Satomi tries to tell Yuzuru that Azusa is after her, but she can’t do it directly because Azusa is stalking her. Worse yet, Yuzuru, while aware that something strange is going on, is somewhat oblivious to Azusa’s actions.

== Characters ==

- Yuzuru Shiga (志賀 譲, Shiga Yuzuru)
  (Japanese), Richard Pearce (English)
 The protagonist. He is the son of a branch family of the Shiga clan and is Azusa’s cousin and fiancé. A high school student, he serves as the captain of the kyudo (archery) club. He is more romantically interested in Satomi than Azusa, dismissing his childhood engagement as a relic of the past. However, this indifference ultimately leads to tragedy.

- Azusa Shiga (志賀 梓, Shiga Azusa)
  (Japanese), Stacey Gregg (English)
 The heroine. The only daughter of the Shiga main family, she has been Yuzuru’s fiancée since the age of six. Since childhood, she has been possessed by "demons" (their true nature is unclear, but they resemble malevolent spirits; her mother describes them as "hungry ghosts swarming over dead flesh"). Whenever someone interferes with Azusa or poses a threat, these entities appear from nowhere to destroy them. Because she has spent her entire life devoted only to Yuzuru, she has never even spoken to other boys her age. She views Satomi as an obstacle and attempts to attack her.

- Satomi (里美)
  (Japanese), Theresa Gallagher (English)
 A member of the kyudo club and Yuzuru’s girlfriend. She is repeatedly threatened by Azusa to break up with him and is nearly killed toward the end of the story. While she is ultimately rescued by Yuzuru, the OVA version suggests that the "demons" erased her existence by traveling back into the past.

- Azusa's Mother (梓の母)

 The head of the Shiga main family.
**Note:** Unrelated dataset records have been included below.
impl LoopContext {
    fn remember(&self, record: &CycleRecord) {
        self.registry.record_cycle(record);
        let mut history = self.history.write();
        let recent = history.entry(record.agent_id.clone()).or_default();
        recent.push_back(record.clone());
        while recent.len() > self.history_limit {
            recent.pop_front();
        }
    }

    /// Runs one cycle in its own task so a panic cannot unwind through the loop.
    async fn cycle(&self, spec: &ComponentSpec) -> CycleRecord {
        let runner = self.runner.clone();
        let owned = spec.clone();
        match tokio::spawn(async move { runner.run_cycle(&owned).await }).await {
            Ok(record) => record,
            Err(err) => {
                let reason = panic_reason(&err);
                self.runner.fatal_record(spec, reason).await
            }
        }
    }

    async fn halt(&self, record: &CycleRecord) {
        if let Err(err) = self.registry.transition(&record.agent_id, Lifecycle::Stopped) {
            warn!(agent = %record.agent_id, error = %err, "component already left the running state");
        }
        error!(
            agent = %record.agent_id,
            cycle = record.cycle_id,
            notes = ?record.notes,
            "component stopped after fatal cycle"
        );
        if let Some(tel) = &self.telemetry {
            let payload = json!({
                "agent_id": record.agent_id,
                "cycle_id": record.cycle_id,
                "reason": record.notes.last(),
            });
            if let Err(err) = tel.log(LogLevel::Error, "autonomy.component.stopped", payload.clone()) {
                warn!(agent = %record.agent_id, error = %err, "audit log write failed");
            }
            if let Err(err) = tel.event("autonomy.component.stopped", payload).await {
                warn!(agent = %record.agent_id, error = %err, "stop event not published");
            }
        }
    }

    async fn run(self, spec: ComponentSpec, mut stop: watch::Receiver<bool>) {
        let mut ticker = tokio::time::interval(spec.cycle_interval);
        ticker.set_missed_tick_behavior(MissedTickBehavior::Delay);
        info!(agent = %spec.id, interval = ?spec.cycle_interval, "component loop started");
        loop {
            tokio::select! {
                biased;
                changed = stop.changed() => {
                    if changed.is_err() || *stop.borrow() {
                        break;
                    }
                }
                _ = ticker.tick() => {
                    let record = self.cycle(&spec).await;
                    self.remember(&record);
                    if record.outcome == CycleOutcome::Fatal {
                        self.halt(&record).await;
                        return;
                    }
                }
            }
        }
        info!(agent = %spec.id, "component loop stopped");
    }
}
use std::time::Duration;

use thiserror::Error;

/// Failure of a single telemetry call.
#[derive(Debug, Error, Clone, PartialEq, Eq)]
pub enum FeedError {
    /// The call did not finish within its budget.
    #[error("{target} timed out after {elapsed:?}")]
    Timeout {
        /// What was being fetched.
        target: String,
        /// Budget that was exceeded.
        elapsed: Duration,
    },
    /// The upstream has no record of the requested item.
    #[error("{0} not found")]
    NotFound(String),
    /// Network or HTTP-level failure.
    #[error("transport failure: {0}")]
    Transport(String),
    /// Response body did not match the expected shape.
    #[error("decode failure: {0}")]
    Decode(String),
}

impl FeedError {
    /// Classifies a `reqwest` failure for `target`.
    pub(crate) fn from_reqwest(target: &str, timeout: Duration, err: &reqwest::Error) -> Self {
        if err.is_timeout() {
            Self::Timeout {
                target: target.to_string(),
                elapsed: timeout,
            }
        } else if err.status() == Some(reqwest::StatusCode::NOT_FOUND) {
            Self::NotFound(target.to_string())
        } else if err.is_decode() {
            Self::Decode(format!("{target}: {err}"))
        } else {
            Self::Transport(format!("{target}: {err}"))
        }
    }

    /// Whether the failure was a timeout.
    #[must_use]
    pub const fn is_timeout(&self) -> bool {
        matches!(self, Self::Timeout { .. })
    }
}
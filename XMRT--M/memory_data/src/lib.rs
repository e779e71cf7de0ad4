#![deny(
    clippy::all,
    clippy::pedantic,
    clippy::nursery,
    missing_docs,
    rust_2018_idioms
)]

//! Shared state store with logical expiry, agent memories, and knowledge
//! retrieval.

/// Typed memory entries.
pub mod entry;
/// Durable file-backed store.
pub mod long_term;
/// Memory retrieval for decision reflection.
pub mod retriever;
/// In-process store.
pub mod short_term;
/// Storage contract and helpers.
pub mod store;

#[path = "../main.rs"]
pub mod orchestration_entry;

pub use entry::{MemoryCategory, MemoryEntry};
pub use long_term::FileStateStore;
pub use orchestration_entry::{MemoryService, MEMORY_PREFIX};
pub use retriever::{KeywordRetriever, KnowledgeRetriever, RankedMemory};
pub use short_term::MemoryStateStore;
pub use store::{expiry_after, get_json, put_json, StateStore, StoreError};
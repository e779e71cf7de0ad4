//! Storage contract shared by every backend.

use std::time::Duration;

use async_trait::async_trait;
use chrono::{DateTime, Utc};
use serde::{de::DeserializeOwned, Deserialize, Serialize};
use serde_json::Value;
use thiserror::Error;

/// Errors surfaced by state store backends.
#[derive(Debug, Error, Clone, PartialEq, Eq)]
pub enum StoreError {
    /// The backing storage cannot be reached. Callers should degrade, not fail.
    #[error("state store unavailable: {0}")]
    Unavailable(String),
    /// No live value exists for the key (never written, deleted, or expired).
    #[error("key not found: {0}")]
    NotFound(String),
    /// Stored payload could not be encoded or decoded.
    #[error("serialization error: {0}")]
    Serialization(String),
    /// Key rejected by the backend.
    #[error("invalid key: {0:?}")]
    InvalidKey(String),
}

impl StoreError {
    /// Whether a later retry can succeed.
    #[must_use]
    pub const fn is_retryable(&self) -> bool {
        matches!(self, Self::Unavailable(_))
    }
}

impl From<serde_json::Error> for StoreError {
    fn from(err: serde_json::Error) -> Self {
        Self::Serialization(err.to_string())
    }
}

/// Key-scoped persistent storage with optional logical expiry.
///
/// A `get` after expiry must be indistinguishable from [`StoreError::NotFound`]
/// whether or not the value has been physically removed. Every operation is
/// idempotent.
#[async_trait]
pub trait StateStore: Send + Sync {
    /// Writes `value` under `key`, replacing any previous value.
    async fn put(&self, key: &str, value: Value, ttl: Option<Duration>) -> Result<(), StoreError>;

    /// Reads the live value for `key`.
    async fn get(&self, key: &str) -> Result<Value, StoreError>;

    /// Removes `key`. Deleting a missing key succeeds.
    async fn delete(&self, key: &str) -> Result<(), StoreError>;

    /// Lists live keys starting with `prefix`, sorted ascending.
    async fn list(&self, prefix: &str) -> Result<Vec<String>, StoreError>;

    /// Physically drops expired values, returning how many were removed.
    async fn evict_expired(&self) -> Result<usize, StoreError>;
}

/// Serializes `value` and writes it under `key`.
pub async fn put_json<T>(
    store: &dyn StateStore,
    key: &str,
    value: &T,
    ttl: Option<Duration>,
) -> Result<(), StoreError>
where
    T: Serialize + Sync + ?Sized,
{
    let encoded = serde_json::to_value(value)?;
    store.put(key, encoded, ttl).await
}

/// Reads `key` and decodes it into `T`.
pub async fn get_json<T>(store: &dyn StateStore, key: &str) -> Result<T, StoreError>
where
    T: DeserializeOwned,
{
    let raw = store.get(key).await?;
    Ok(serde_json::from_value(raw)?)
}

/// Rejects keys no backend can address.
pub(crate) fn validate_key(key: &str) -> Result<(), StoreError> {
    if key.is_empty() || key.chars().any(char::is_control) {
        return Err(StoreError::InvalidKey(key.to_string()));
    }
    Ok(())
}

/// Value plus expiry bookkeeping, as held by the backends.
#[derive(Debug, Clone, Serialize, Deserialize)]
pub(crate) struct StoredValue {
    pub key: String,
    pub value: Value,
    pub stored_at: DateTime<Utc>,
    #[serde(default)]
    pub expires_at: Option<DateTime<Utc>>,
}

impl StoredValue {
    pub fn new(key: &str, value: Value, ttl: Option<Duration>) -> Self {
        let stored_at = Utc::now();
        Self {
            key: key.to_string(),
            value,
            stored_at,
            expires_at: ttl.map(|ttl| expiry_after(stored_at, ttl)),
        }
    }

    pub fn is_expired(&self, now: DateTime<Utc>) -> bool {
        self.expires_at.is_some_and(|at| at <= now)
    }
}

/// `start + ttl`, saturating at the maximum representable instant.
#[must_use]
pub fn expiry_after(start: DateTime<Utc>, ttl: Duration) -> DateTime<Utc> {
    chrono::Duration::from_std(ttl)
        .ok()
        .and_then(|delta| start.checked_add_signed(delta))
        .unwrap_or(DateTime::<Utc>::MAX_UTC)
}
She unilaterally arranged the engagement between her daughter and her nephew, Yuzuru. Although she was aware that her daughter was possessed by demons, her concern for the family's reputation and social standing kept her silent. Driven by fear of the entities, she eventually attempted a forced double suicide with Azusa, only to be possessed and killed by the demons. To the public, her death was regarded as a mysterious incident of unknown causes.

- Yuzuru's Father (譲の父)

 The younger brother of Azusa’s mother. He initially opposed the engagement of his young son to Azusa, feeling it was too early, but his sister forced the arrangement. Following his sister's death, he has no intention of succeeding the Shiga main family and plans to liquidate the estate while taking Azusa in. He is left bewildered when Azusa insists that she will marry Yuzuru and take over the family headship herself.

==Compilation==
The story was compiled along with other Rumic World stories in tankōbon's twice.

| No. | Title | Release date | ISBN |
|---|---|---|---|
| 1 | Takahashi Rumiko Tanpenshū: Rūmikku Wārudo 1 (高橋留美子短編集 るーみっくわーるど1) | May 1984 | 4-09-121851-2 |

| No. | Title | Release date | ISBN |
|---|---|---|---|
| 2 | Takahashi Rumiko Kessaku Tanpenshū 2 (高橋留美子傑作短編集2) | February 18, 1995 | 4-09-121857-1 |

==OVA Adaptation==
Released on March 21, 1987, as the third installment in the OVA series Rumic World (るーみっくわーるど), titled "The Laughing Target," it garnered attention for featuring then-popular idol Iyo Matsumoto as a voice actress. However, the ending is even more tragic and hopeless than the manga. It was also released in the United States by Central Park Media, but the distribution rights were later terminated.

The opening theme is Impact (インパクト) by Hiroe Oka, and the ending theme is Be Passionate (Beパッショネート) by the same artist.
==Reception==
On Anime News Network, Justin Sevakis said the anime "isn't perfect, but it's thoroughly engrossing".